Pat McCord Amacher is a former journalist and writing teacher who was part of the collaborative project of writing Norma Paulus's recent "autobiography" for OSU Press.
I'm a big fan of Norma Paulus, an Oregon politician who was the first woman elected to a statewide office in Oregon when she won the election to become Secretary of State in 1976. Her story in an inspiration.
Pat recently took time to answer questions for Rose City Reader about this new book and its wider implications, among other things!
Before we get to the book, can you introduce us briefly to Norma Paulus?
Norma Paulus was born in 1933 in Nebraska and brought to Oregon as a toddler by her family, who lost everything in the Dust Bowl. Her love of learning and her high intelligence eventually took her to Salem as a legal secretary where, without benefit of college, she was able to attend law school and graduate with honors, launching her on a wide-ranging career in state politics. From her early triumph in co-founding the Oregon Women’s Political Caucus and helping to pass the ERA in the 1970s, her brilliant management, as secretary of state, of the state’s voting fraud crisis fomented by the Rajneeshee cult in the 1980s, and her nationally-recognized work in k-12 education reforms of the 1990s as superintendent of public instruction, Norma has met every new challenge with singular focus and boundless energy. A visionary with a firm grasp of the big picture and a steady eye on the tiniest details, Norma was a public servant whose storied career bettered the lives of all Oregonians.

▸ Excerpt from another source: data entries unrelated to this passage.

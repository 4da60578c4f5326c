//! Implementation of the `easyeuler show` command.

use easyeuler_adapters::SimpleRenderer;
use easyeuler_core::application::ProblemService;

use crate::{
    cli::ShowArgs,
    commands::{ProblemSummary, load_problems, lookup_problem, template_store},
    config::AppConfig,
    error::CliResult,
    output::OutputManager,
};

/// Render the `description` template for one problem.
pub fn execute(args: ShowArgs, config: AppConfig, output: OutputManager) -> CliResult<()> {
    let service = ProblemService::new(Box::new(load_problems(&config)?));
    let problem = lookup_problem(&service, &args.problem)?;

    if output.is_json() {
        output.json(&ProblemSummary::new(&problem, true))?;
        return Ok(());
    }

    let description = service.describe(&problem, &template_store(&config), &SimpleRenderer::new())?;
    output.result(description.trim_end())?;
    Ok(())
}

How did you come to be involved in the collaborative project of writing her autobiography, The Only Woman in the Room: The Norma Paulus Story?

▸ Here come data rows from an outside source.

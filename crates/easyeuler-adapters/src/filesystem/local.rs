//! Local filesystem adapter using std::fs.

use std::io;
use std::path::{Path, PathBuf};

use easyeuler_core::{
    application::{ApplicationError, ports::Filesystem},
    error::{EulerError, EulerResult},
};
use walkdir::WalkDir;

/// Production filesystem implementation using `std::fs`.
#[derive(Debug, Clone, Copy, Default)]
pub struct LocalFilesystem;

impl LocalFilesystem {
    /// Create a new local filesystem adapter.
    pub fn new() -> Self {
        Self
    }
}

impl Filesystem for LocalFilesystem {
    fn create_dir_all(&self, path: &Path) -> EulerResult<()> {
        std::fs::create_dir_all(path).map_err(|e| map_io_error(path, e, "create directory"))
    }

    fn write_file(&self, path: &Path, content: &str) -> EulerResult<()> {
        std::fs::write(path, content).map_err(|e| map_io_error(path, e, "write file"))
    }

    fn copy_file(&self, from: &Path, to: &Path) -> EulerResult<()> {
        std::fs::copy(from, to)
            .map(|_| ())
            .map_err(|e| map_io_error(from, e, "copy file"))
    }

    fn exists(&self, path: &Path) -> bool {
        path.exists()
    }

    fn is_dir(&self, path: &Path) -> bool {
        path.is_dir()
    }

    fn list_files(&self, path: &Path) -> EulerResult<Vec<String>> {
        let entries = std::fs::read_dir(path).map_err(|e| map_io_error(path, e, "read directory"))?;

        let mut names = Vec::new();
        for entry in entries {
            let entry = entry.map_err(|e| map_io_error(path, e, "read directory"))?;
            if entry.path().is_file() {
                names.push(entry.file_name().to_string_lossy().into_owned());
            }
        }
        names.sort();
        Ok(names)
    }

    fn walk_files(&self, root: &Path) -> EulerResult<Vec<PathBuf>> {
        let mut files = Vec::new();
        for entry in WalkDir::new(root).sort_by_file_name() {
            let entry = entry.map_err(|e| ApplicationError::FilesystemError {
                path: e.path().unwrap_or(root).to_path_buf(),
                reason: format!("Failed to walk directory: {e}"),
            })?;
            if entry.file_type().is_file() {
                files.push(entry.into_path());
            }
        }
        Ok(files)
    }
}

fn map_io_error(path: &Path, e: io::Error, operation: &str) -> EulerError {
    ApplicationError::FilesystemError {
        path: path.to_path_buf(),
        reason: format!("Failed to {}: {}", operation, e),
    }
    .into()
}

#[cfg(test)]
mod tests {
    use super::*;
    use tempfile::TempDir;

    #[test]
    fn walk_is_recursive_and_sorted() {
        let dir = TempDir::new().unwrap();
        let fs = LocalFilesystem::new();
        fs.create_dir_all(&dir.path().join("b")).unwrap();
        fs.write_file(&dir.path().join("c.py"), "").unwrap();
        fs.write_file(&dir.path().join("a.py"), "").unwrap();
        fs.write_file(&dir.path().join("b/euler_002.py"), "").unwrap();

        let files = fs.walk_files(dir.path()).unwrap();
        let relative: Vec<_> = files
            .iter()
            .map(|p| p.strip_prefix(dir.path()).unwrap().to_path_buf())
            .collect();
        assert_eq!(
            relative,
            vec![
                PathBuf::from("a.py"),
                PathBuf::from("b/euler_002.py"),
                PathBuf::from("c.py"),
            ]
        );
    }

    #[test]
    fn list_files_skips_directories() {
        let dir = TempDir::new().unwrap();
        let fs = LocalFilesystem::new();
        fs.create_dir_all(&dir.path().join("sub")).unwrap();
        fs.write_file(&dir.path().join("names.txt"), "x").unwrap();
        fs.write_file(&dir.path().join("keys.txt"), "y").unwrap();

        assert_eq!(
            fs.list_files(dir.path()).unwrap(),
            vec!["keys.txt".to_string(), "names.txt".to_string()]
        );
    }

    #[test]
    fn copy_reports_missing_source() {
        let dir = TempDir::new().unwrap();
        let fs = LocalFilesystem::new();
        let err = fs
            .copy_file(&dir.path().join("missing"), &dir.path().join("out"))
            .unwrap_err();
        assert!(err.to_string().contains("copy file"));
    }
}
//! Create Service - write a solution file from a language template.

use std::path::{Path, PathBuf};

use tracing::{info, instrument};

use crate::{
    application::{
        ApplicationError,
        ports::{Filesystem, TemplateRenderer, TemplateStore},
    },
    domain::{Language, Problem, RenderContext},
    error::EulerResult,
};

/// Scaffolds solution files.
pub struct CreateService {
    templates: Box<dyn TemplateStore>,
    renderer: Box<dyn TemplateRenderer>,
    filesystem: Box<dyn Filesystem>,
}

impl CreateService {
    pub fn new(
        templates: Box<dyn TemplateStore>,
        renderer: Box<dyn TemplateRenderer>,
        filesystem: Box<dyn Filesystem>,
    ) -> Self {
        Self {
            templates,
            renderer,
            filesystem,
        }
    }

    /// `euler_<id:03>.<extension>`.
    pub fn default_path(problem: &Problem, language: &Language) -> PathBuf {
        PathBuf::from(format!("euler_{:03}.{}", problem.id, language.extension))
    }

    pub fn exists(&self, path: &Path) -> bool {
        self.filesystem.exists(path)
    }

    /// Render the language's template for `problem` and write it to `path`.
    ///
    /// Refuses to replace an existing file unless `overwrite` is set; the
    /// caller decides (prompt or `--force`).
    #[instrument(skip_all, fields(problem = problem.id, language = %language, path = %path.display()))]
    pub fn create(
        &self,
        problem: &Problem,
        language: &Language,
        path: &Path,
        overwrite: bool,
    ) -> EulerResult<()> {
        if !overwrite && self.filesystem.exists(path) {
            return Err(ApplicationError::FileExists {
                path: path.to_path_buf(),
            }
            .into());
        }

        let template = self.templates.get(language.template_name())?;
        let content = self
            .renderer
            .render(&template, &RenderContext::for_problem(problem))?;

        self.filesystem.write_file(path, &content)?;
        info!(bytes = content.len(), "Solution file written");
        Ok(())
    }
}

I’ve had the extreme good fortune to work with
Gail Wells, a far more published author than I of books such as
The Little Lucky and
The Tillamook: A Created Forest Comes of Age. She and I co-wrote a book about the Hallstrom family of Eugene, who founded the Zip-O Log Mill in the early 1940s and have kept it going strong. Soon after we finished the book in 2013, Gail was contacted by the Paulus family about their project. She called me to co-author, and we two leapt into the breach with alacrity! Gail and I enjoy working together; we have different strengths and weaknesses as writers that seem to complement each other well.

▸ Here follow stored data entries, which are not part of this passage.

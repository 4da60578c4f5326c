//! Core services wired to real adapters.

use std::path::{Path, PathBuf};

use easyeuler_adapters::{LayeredTemplateStore, MemoryFilesystem, SimpleRenderer};
use easyeuler_core::{
    application::{CreateService, ResourceService, ports::Filesystem},
    application::services::ResourceOutcome,
    domain::{Difficulty, Language, Problem},
};

fn problem(resources: &[&str]) -> Problem {
    Problem {
        id: 22,
        name: "Names scores".into(),
        description: "Using names.txt...".into(),
        difficulty: Difficulty::new(5).unwrap(),
        answer: "871198282".into(),
        resources: resources.iter().map(|r| r.to_string()).collect(),
    }
}

fn create_service(fs: &MemoryFilesystem) -> CreateService {
    CreateService::new(
        Box::new(LayeredTemplateStore::builtin()),
        Box::new(SimpleRenderer::new()),
        Box::new(fs.clone()),
    )
}

#[test]
fn create_renders_language_template() {
    let fs = MemoryFilesystem::new();
    let python = Language::new("python", "py");
    let path = CreateService::default_path(&problem(&[]), &python);
    assert_eq!(path, PathBuf::from("euler_022.py"));

    create_service(&fs)
        .create(&problem(&[]), &python, &path, false)
        .unwrap();

    let content = fs.read_file(&path).unwrap();
    assert!(content.contains("Problem 22: Names scores"));
    assert!(!content.contains("871198282"));
}

#[test]
fn create_refuses_existing_file_without_overwrite() {
    let fs = MemoryFilesystem::new();
    fs.add_file("euler_022.py", "mine").unwrap();
    let python = Language::new("python", "py");
    let service = create_service(&fs);

    let err = service
        .create(&problem(&[]), &python, Path::new("euler_022.py"), false)
        .unwrap_err();
    assert_eq!(err.to_string(), "euler_022.py already exists");
    assert_eq!(fs.read_file(Path::new("euler_022.py")).unwrap(), "mine");

    service
        .create(&problem(&[]), &python, Path::new("euler_022.py"), true)
        .unwrap();
    assert_ne!(fs.read_file(Path::new("euler_022.py")).unwrap(), "mine");
}

#[test]
fn create_uses_template_override() {
    let fs = MemoryFilesystem::new();
    let cpp = Language::new("c++", "cpp").with_template("cpp");

    create_service(&fs)
        .create(&problem(&[]), &cpp, Path::new("euler_022.cpp"), false)
        .unwrap();
    assert!(
        fs.read_file(Path::new("euler_022.cpp"))
            .unwrap()
            .contains("#include <iostream>")
    );
}

fn resources_fs() -> MemoryFilesystem {
    let fs = MemoryFilesystem::new();
    fs.add_file("res/names.txt", "ANNA").unwrap();
    fs.add_file("res/keys.txt", "319").unwrap();
    fs
}

#[test]
fn problem_without_resources_is_an_error() {
    let service = ResourceService::new(Box::new(resources_fs()), "res");
    let err = service.resources_for(Some(&problem(&[]))).unwrap_err();
    assert_eq!(err.to_string(), "Problem 22 has no resource files");
}

#[test]
fn all_resources_listed_without_problem() {
    let service = ResourceService::new(Box::new(resources_fs()), "res");
    assert_eq!(
        service.resources_for(None).unwrap(),
        vec!["keys.txt".to_string(), "names.txt".to_string()]
    );
}

#[test]
fn single_resource_copies_to_path() {
    let fs = resources_fs();
    let service = ResourceService::new(Box::new(fs.clone()), "res");

    let outcomes = service
        .generate(&["names.txt".into()], Path::new("out.txt"), &mut |_| false)
        .unwrap();

    assert_eq!(fs.read_file(Path::new("out.txt")).unwrap(), "ANNA");
    assert!(matches!(outcomes[0], ResourceOutcome::Created { .. }));
}

#[test]
fn several_resources_create_directory() {
    let fs = resources_fs();
    let service = ResourceService::new(Box::new(fs.clone()), "res");
    let resources = vec!["names.txt".to_string(), "keys.txt".to_string()];

    service
        .generate(&resources, Path::new("data"), &mut |_| false)
        .unwrap();

    assert!(fs.is_dir(Path::new("data")));
    assert_eq!(fs.read_file(Path::new("data/keys.txt")).unwrap(), "319");
    assert_eq!(fs.read_file(Path::new("data/names.txt")).unwrap(), "ANNA");
}

#[test]
fn several_resources_into_existing_file_fails() {
    let fs = resources_fs();
    fs.add_file("taken", "").unwrap();
    let service = ResourceService::new(Box::new(fs.clone()), "res");
    let resources = vec!["names.txt".to_string(), "keys.txt".to_string()];

    let err = service
        .generate(&resources, Path::new("taken"), &mut |_| true)
        .unwrap_err();
    assert_eq!(
        err.to_string(),
        "taken needs to be a directory to create multiple resource files"
    );
}

#[test]
fn existing_target_is_skipped_unless_confirmed() {
    let fs = resources_fs();
    fs.add_file("data/names.txt", "OLD").unwrap();
    let service = ResourceService::new(Box::new(fs.clone()), "res");

    let mut asked = Vec::new();
    let outcomes = service
        .generate(&["names.txt".into()], Path::new("data"), &mut |p| {
            asked.push(p.to_path_buf());
            false
        })
        .unwrap();

    assert_eq!(asked, vec![PathBuf::from("data/names.txt")]);
    assert!(matches!(outcomes[0], ResourceOutcome::Skipped { .. }));
    assert_eq!(fs.read_file(Path::new("data/names.txt")).unwrap(), "OLD");

    service
        .generate(&["names.txt".into()], Path::new("data"), &mut |_| true)
        .unwrap();
    assert_eq!(fs.read_file(Path::new("data/names.txt")).unwrap(), "ANNA");
}

#[test]
fn bundled_resource_fills_empty_directory() {
    let fs = MemoryFilesystem::new();
    let service =
        ResourceService::new(Box::new(fs.clone()), "res").with_bundled([("p008.txt", "7316\n")]);

    assert_eq!(service.resources_for(None).unwrap(), vec!["p008.txt".to_string()]);

    service
        .generate(&["p008.txt".into()], Path::new("p008.txt"), &mut |_| false)
        .unwrap();
    assert_eq!(fs.read_file(Path::new("p008.txt")).unwrap(), "7316\n");
}

#[test]
fn directory_resource_shadows_bundled() {
    let fs = resources_fs();
    let service = ResourceService::new(Box::new(fs.clone()), "res")
        .with_bundled([("names.txt", "BUNDLED"), ("p008.txt", "7316\n")]);

    assert_eq!(
        service.resources_for(None).unwrap(),
        vec![
            "keys.txt".to_string(),
            "names.txt".to_string(),
            "p008.txt".to_string()
        ]
    );

    service
        .generate(&["names.txt".into()], Path::new("out.txt"), &mut |_| false)
        .unwrap();
    assert_eq!(fs.read_file(Path::new("out.txt")).unwrap(), "ANNA");
}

With sexual harassment and #metoo in the news so much these days, do you think Norma Paulus – who launched her political career in 1969 – has anything to teach women today?
I would love to speak to Norma about this. She said she never considered sexism an issue until she ran for office the first time and then it smacked her square in the face. But what I take away from her story is her strong, even unassailable, sense of her own worth. She recounted only one instance of a male colleague who tried to compromise her, and repeated it more as merely a funny story about a man who had an overly high opinion of himself and how women perceived him. Norma’s confidence in her ability to get things done on her own kept her from being vulnerable to men in power, I think. She was so fearless and determined that no predator could have taken her down. I think what she would want to teach us is just what is happening today: Tell the truth, don’t back down—Time’s up!
Do you think her story has appeal to an audience outside Oregon?
I believe that wherever feminists live, and I hope that’s everywhere, they would find Norma’s story quite appealing. Her history shows a woman making a real difference in a man’s world without compromising her ideals, passions or goals. As a native Midwesterner, I found Norma so familiar. Her youth spent in poverty that she escaped without becoming a victim, either of circumstance or bitterness, bore a strong resemblance to stories I heard as a child from my parents and their generation, who survived the Great Depression and seemed to do very little whining about it. I love that “can-do” attitude they had, that lack of cynicism, the whole “it’s not what happens to you but how you respond to it” thing. I believe it’s something we all like to read about.
Please tell us about the source materials you had available to write the book. It sounds like a biographer’s treasure trove.
Apart from our primary resources -- Norma’s two oral histories and a series of audio interviews she did in around 2010 -- Gail and I were blessed to be granted full access to the Paulus papers archived in the Mark O. Hatfield Library at Willamette University and the Paulus archive in the research library at the Oregon Historical Society. At Willamette, the librarians greeted us on each visit with carts loaded with large document boxes mainly arranged chronologically. We saw everything from notes passed around the floor of the House by legislators to personal communiques, cards and letters, reams of press clippings ranging from an interview with Norma just before she graduated from law school to pre-election profiles of her that grew ever more expansive with each new office she sought, along with scads of photographs taken at every stage of her life. Truly it was like discovering Aladdin’s cave!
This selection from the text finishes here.